- Born: 14 October 1943 24 Parganas, Bengal Province, British India
- Died: 11 October 2024 (aged 81) Calgary, Alberta, Canada
- Education: Bangladesh University of Engineering and Technology
- Spouse: Rowshan Ara Hussain ​(m. 1965)​

= Jamaluddin Hossain =

Bangladeshi actor (1943–2024)

Jamaluddin Hossain (8 October 1943 – 11 October 2024) was a Bangladeshi actor, director and theatre activist. He was awarded the Ekushey Padak by the Government of Bangladesh in 2013.

==Education and career==
Hossain was born on 14 October 1943 in 24 Parganas in the then Bengal Province, British India. After the 1947 partition of India, his family settled in Chittagong in the then East Bengal. He first studied in Saint Placid's School in Chittagong. He then graduated from Chittagong College and Bangladesh University of Engineering and Technology. He was a classmate of actor Abul Hayat in these institutions.

Hossain was a member of Nagarik Natya Sampradaya, a theatre troupe from 1975 until 1995. In 1997, he started his own troupe Nagarik Natyangan Ensamble and served as its general secretary. He was the presidium member of the Bangladesh Group Theatre Federation (BGTF) and general secretary of the Betar Television Shilpi Sangsad.

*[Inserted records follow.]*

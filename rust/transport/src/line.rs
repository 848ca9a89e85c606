// This Source Code Form is subject to the terms of the Mozilla Public
// License, v. 2.0. If a copy of the MPL was not distributed with this
// file, You can obtain one at https://mozilla.org/MPL/2.0/.

//! Newline framed reads and writes with a deadline.

use std::time::Duration;

use tokio::io::{AsyncBufRead, AsyncBufReadExt, AsyncWrite, AsyncWriteExt};
use tokio::time::timeout;

use crate::error::{Result, TransportError};

/// Reads one line without its terminator.
pub(crate) async fn read_line<R>(
    reader: &mut R,
    stage: &'static str,
    after: Duration,
) -> Result<String>
where
    R: AsyncBufRead + Unpin,
{
    let mut line = String::new();
    let read = timeout(after, reader.read_line(&mut line))
        .await
        .map_err(|_| TransportError::Timeout { stage, after })??;
    if read == 0 {
        return Err(TransportError::ConnectionClosed(stage));
    }
    Ok(grevit_core::codec::strip_terminator(&line).to_string())
}

/// Writes one line and flushes.
pub(crate) async fn write_line<W>(
    writer: &mut W,
    line: &str,
    stage: &'static str,
    after: Duration,
) -> Result<()>
where
    W: AsyncWrite + Unpin,
{
    let mut framed = String::with_capacity(line.len() + 1);
    framed.push_str(line);
    framed.push('\n');

    timeout(after, async {
        writer.write_all(framed.as_bytes()).await?;
        writer.flush().await
    })
    .await
    .map_err(|_| TransportError::Timeout { stage, after })??;
    Ok(())
}
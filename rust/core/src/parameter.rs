// This Source Code Form is subject to the terms of the Mozilla Public
// License, v. 2.0. If a copy of the MPL was not distributed with this
// file, You can obtain one at https://mozilla.org/MPL/2.0/.

//! Typed name/value parameters attached to components.

use serde::{Deserialize, Serialize};

/// A dynamically typed parameter value.
///
/// The variant is carried on the wire so a double such as `3.0` never
/// comes back as an integer.
#[derive(Debug, Clone, PartialEq, Serialize, Deserialize)]
#[serde(tag = "kind", content = "value", rename_all = "camelCase")]
pub enum ParameterValue {
    Text(String),
    Double(f64),
    Integer(i64),
    Boolean(bool),
    /// Reference to a native element by its numeric id.
    ElementId(i64),
    /// Reference to a native element looked up by name on the target.
    ElementName(String),
}

impl ParameterValue {
    /// Short name of the value's type, used in log output.
    pub fn type_name(&self) -> &'static str {
        match self {
            ParameterValue::Text(_) => "text",
            ParameterValue::Double(_) => "double",
            ParameterValue::Integer(_) => "integer",
            ParameterValue::Boolean(_) => "boolean",
            ParameterValue::ElementId(_) => "element id",
            ParameterValue::ElementName(_) => "element name",
        }
    }

    /// True for the two element reference forms.
    pub fn is_element_reference(&self) -> bool {
        matches!(
            self,
            ParameterValue::ElementId(_) | ParameterValue::ElementName(_)
        )
    }
}

/// How a parameter name addresses the target parameter.
#[derive(Debug, Clone, Copy, PartialEq, Eq)]
pub enum ParameterTarget<'a> {
    /// Lookup by display name.
    Name(&'a str),
    /// Lookup by the host's numeric parameter id.
    Id(i64),
}

/// A named parameter value to apply onto the created native element.
#[derive(Debug, Clone, PartialEq, Serialize, Deserialize)]
pub struct Parameter {
    pub name: String,
    pub value: ParameterValue,
}

impl Parameter {
    pub fn new(name: impl Into<String>, value: ParameterValue) -> Self {
        Self {
            name: name.into(),
            value,
        }
    }

    pub fn text(name: impl Into<String>, value: impl Into<String>) -> Self {
        Self::new(name, ParameterValue::Text(value.into()))
    }

    pub fn double(name: impl Into<String>, value: f64) -> Self {
        Self::new(name, ParameterValue::Double(value))
    }

    pub fn integer(name: impl Into<String>, value: i64) -> Self {
        Self::new(name, ParameterValue::Integer(value))
    }

    pub fn boolean(name: impl Into<String>, value: bool) -> Self {
        Self::new(name, ParameterValue::Boolean(value))
    }

    /// Resolves the name into a lookup target.
    ///
    /// A name that parses as an integer addresses the parameter id.
    pub fn target(&self) -> ParameterTarget<'_> {
        match self.name.trim().parse::<i64>() {
            Ok(id) => ParameterTarget::Id(id),
            Err(_) => ParameterTarget::Name(&self.name),
        }
    }
}

#[cfg(test)]
mod tests {
    use super::*;

    #[test]
    fn numeric_name_targets_parameter_id() {
        let p = Parameter::text("-1001203", "x");
        assert_eq!(p.target(), ParameterTarget::Id(-1001203));

        let p = Parameter::text("Comments", "x");
        assert_eq!(p.target(), ParameterTarget::Name("Comments"));
    }

    #[test]
    fn double_keeps_its_kind_on_the_wire() {
        let p = Parameter::double("Offset", 3.0);
        let json = serde_json::to_string(&p).unwrap();
        assert_eq!(
            json,
            r#"{"name":"Offset","value":{"kind":"double","value":3.0}}"#
        );

        let back: Parameter = serde_json::from_str(&json).unwrap();
        assert_eq!(back.value, ParameterValue::Double(3.0));
    }

    #[test]
    fn element_references() {
        assert!(ParameterValue::ElementId(42).is_element_reference());
        let by_name = ParameterValue::ElementName("Level 1".into());
        assert!(by_name.is_element_reference());
        assert!(!ParameterValue::Integer(42).is_element_reference());
    }
}
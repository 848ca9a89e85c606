// This Source Code Form is subject to the terms of the Mozilla Public
// License, v. 2.0. If a copy of the MPL was not distributed with this
// file, You can obtain one at https://mozilla.org/MPL/2.0/.

use std::time::Duration;

use thiserror::Error;

/// Result type for transport operations
pub type Result<T> = std::result::Result<T, TransportError>;

/// Errors raised by the sender and receiver.
#[derive(Error, Debug)]
pub enum TransportError {
    #[error("cannot connect to {addr}: {source}")]
    Connect {
        addr: String,
        #[source]
        source: std::io::Error,
    },

    #[error("cannot listen on {addr}: {source}")]
    Bind {
        addr: String,
        #[source]
        source: std::io::Error,
    },

    #[error("timed out after {after:?} waiting for {stage}")]
    Timeout {
        stage: &'static str,
        after: Duration,
    },

    #[error("connection closed before {0}")]
    ConnectionClosed(&'static str),

    #[error("echo did not match after {attempts} attempts")]
    EchoExhausted { attempts: u32 },

    #[error("IO error: {0}")]
    Io(#[from] std::io::Error),

    #[error(transparent)]
    Codec(#[from] grevit_core::Error),
}
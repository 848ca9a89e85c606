// This Source Code Form is subject to the terms of the Mozilla Public
// License, v. 2.0. If a copy of the MPL was not distributed with this
// file, You can obtain one at https://mozilla.org/MPL/2.0/.

//! Native document boundary.
//!
//! A host adapter implements [`NativeDocument`] once; per-type creation is
//! supplied separately through [`ComponentBuilder`](crate::ComponentBuilder)s.

use std::fmt::Debug;
use std::hash::Hash;

use grevit_core::{Parameter, ParameterTarget, ParameterValue};

use crate::error::{CreationError, DocumentError};

/// Storage type of a native parameter.
#[derive(Debug, Clone, Copy, PartialEq, Eq, Hash)]
pub enum StorageType {
    Text,
    Double,
    Integer,
    Boolean,
    ElementId,
}

impl StorageType {
    /// Whether a value may be written into this storage. No coercion.
    pub fn accepts(&self, value: &ParameterValue) -> bool {
        matches!(
            (self, value),
            (StorageType::Text, ParameterValue::Text(_))
                | (StorageType::Double, ParameterValue::Double(_))
                | (StorageType::Integer, ParameterValue::Integer(_))
                | (StorageType::Boolean, ParameterValue::Boolean(_))
                | (StorageType::ElementId, ParameterValue::ElementId(_))
                | (StorageType::ElementId, ParameterValue::ElementName(_))
        )
    }
}

/// Operations the reconciliation engine needs from a host document.
///
/// All mutation happens between `begin_transaction` and
/// `commit_transaction`/`rollback_transaction`. Transactions do not nest.
pub trait NativeDocument {
    /// Opaque reference to a native element.
    type Handle: Clone + Eq + Hash + Debug;

    /// Every element carrying a Grevit tag, with the GID read from it.
    ///
    /// The same GID may appear more than once; the engine bans those.
    fn scan_tagged_elements(&self) -> Result<Vec<(String, Self::Handle)>, DocumentError>;

    /// Storage type of a parameter on an element, `None` if it has none.
    fn parameter_storage(
        &self,
        element: &Self::Handle,
        target: ParameterTarget<'_>,
    ) -> Option<StorageType>;

    /// Writes a value already checked against [`parameter_storage`].
    ///
    /// [`parameter_storage`]: NativeDocument::parameter_storage
    fn set_parameter(
        &mut self,
        element: &Self::Handle,
        target: ParameterTarget<'_>,
        value: &ParameterValue,
    ) -> Result<(), CreationError>;

    /// Embeds the GID on the element so later scans find it.
    fn tag(&mut self, element: &Self::Handle, gid: &str) -> Result<(), CreationError>;

    fn delete(&mut self, element: &Self::Handle) -> Result<(), DocumentError>;

    fn begin_transaction(&mut self, name: &str) -> Result<(), DocumentError>;

    fn commit_transaction(&mut self) -> Result<(), DocumentError>;

    fn rollback_transaction(&mut self);
}

/// Counts from applying a component's parameters.
#[derive(Debug, Clone, Copy, Default, PartialEq, Eq)]
pub struct ParameterOutcome {
    pub applied: usize,
    pub skipped: usize,
}

/// Applies parameters onto an element.
///
/// Parameters the element does not have, or whose value does not match the
/// storage type, are skipped and counted. Host write failures propagate.
pub fn apply_parameters<D: NativeDocument + ?Sized>(
    document: &mut D,
    element: &D::Handle,
    parameters: &[Parameter],
) -> Result<ParameterOutcome, CreationError> {
    let mut outcome = ParameterOutcome::default();

    for parameter in parameters {
        let target = parameter.target();
        match document.parameter_storage(element, target) {
            Some(storage) if storage.accepts(&parameter.value) => {
                document.set_parameter(element, target, &parameter.value)?;
                outcome.applied += 1;
            }
            Some(storage) => {
                tracing::debug!(
                    parameter = %parameter.name,
                    storage = ?storage,
                    value = parameter.value.type_name(),
                    "Skipping parameter with mismatched type"
                );
                outcome.skipped += 1;
            }
            None => {
                tracing::debug!(parameter = %parameter.name, "Skipping unknown parameter");
                outcome.skipped += 1;
            }
        }
    }

    Ok(outcome)
}

#[cfg(test)]
mod tests {
    use super::*;

    #[test]
    fn storage_accepts_only_matching_values() {
        assert!(StorageType::Double.accepts(&ParameterValue::Double(1.0)));
        assert!(!StorageType::Double.accepts(&ParameterValue::Integer(1)));
        assert!(!StorageType::Integer.accepts(&ParameterValue::Double(1.0)));
        assert!(!StorageType::Text.accepts(&ParameterValue::Boolean(true)));

        let by_id = ParameterValue::ElementId(7);
        let by_name = ParameterValue::ElementName("L1".into());
        assert!(StorageType::ElementId.accepts(&by_id));
        assert!(StorageType::ElementId.accepts(&by_name));
        assert!(!StorageType::ElementId.accepts(&ParameterValue::Integer(7)));
    }
}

==Personal life and death==
Hossain married actress Rowshan Ara Hussain in 1965. They met while they were the members of the theatre troupe Nagarik Natya Sampradaya. Their son, Tasfin Hossain Topu, is an assistant professor at Mount Royal University in Calgary.

Hossain was under treatment at Rockyview General Hospital in Calgary when he died on 11 October 2024, at the age of 81.

==Works==
Hossain directed notable theatre plays including Khanchar Bhitor Achin Pakhi, Raja Rani, Chand Boniker Pala, Ami Noi, Bibishab and Jugol Bondi.